* [Task objective] Look through the lines below and extract any with the word "BlockHandler".

[[ Exercise input, beginning ]]

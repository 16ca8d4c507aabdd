//! The function handler.

use std::sync::Arc;
use std::time::Duration;

use async_trait::async_trait;
use serde_json::Value;
use tokio_util::sync::CancellationToken;
use weft_expression::Resolver;
use weft_workflow::{Block, BlockKind};

use crate::error::HandlerError;
use crate::handler::{BlockHandler, HandlerOutput};
use crate::runtime::{CodeRuntime, run_with_timeout};
use crate::scope::HandlerScope;

const DEFAULT_TIMEOUT_MS: u64 = 30_000;

/// Runs user code through the [`CodeRuntime`] seam.
///
/// `<block.path>` references in the code body are substituted against the
/// scope before the runtime sees it; the runtime gets plain code plus the
/// resolved inputs.
pub struct FunctionHandler {
    runtime: Arc<dyn CodeRuntime>,
}

impl FunctionHandler {
    /// Create a handler over the given runtime.
    pub fn new(runtime: Arc<dyn CodeRuntime>) -> Self {
        Self { runtime }
    }
}

impl std::fmt::Debug for FunctionHandler {
    fn fmt(&self, f: &mut std::fmt::Formatter<'_>) -> std::fmt::Result {
        f.debug_struct("FunctionHandler").finish_non_exhaustive()
    }
}

#[async_trait]
impl BlockHandler for FunctionHandler {
    fn can_handle(&self, block: &Block) -> bool {
        block.kind == BlockKind::Function
    }

    async fn execute(
        &self,
        _block: &Block,
        resolved: Value,
        scope: &HandlerScope,
        cancel: CancellationToken,
    ) -> Result<HandlerOutput, HandlerError> {
        let code = resolved
            .get("code")
            .and_then(Value::as_str)
            .ok_or_else(|| HandlerError::fatal("function block has no `code` param"))?;

        let timeout = resolved
            .get("timeoutMs")
            .and_then(Value::as_u64)
            .unwrap_or(DEFAULT_TIMEOUT_MS);

        let code = Resolver::new(scope).resolve_angle_refs(code)?;
        let result = run_with_timeout(
            self.runtime.as_ref(),
            &code,
            &resolved,
            Duration::from_millis(timeout),
            cancel,
        )
        .await?;

        Ok(serde_json::json!({"result": result, "stdout": ""}).into())
    }
}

[[ Exercise input, end ]]

* [Output below]
use crate::handler::{BlockHandler, HandlerOutput};
impl BlockHandler for FunctionHandler {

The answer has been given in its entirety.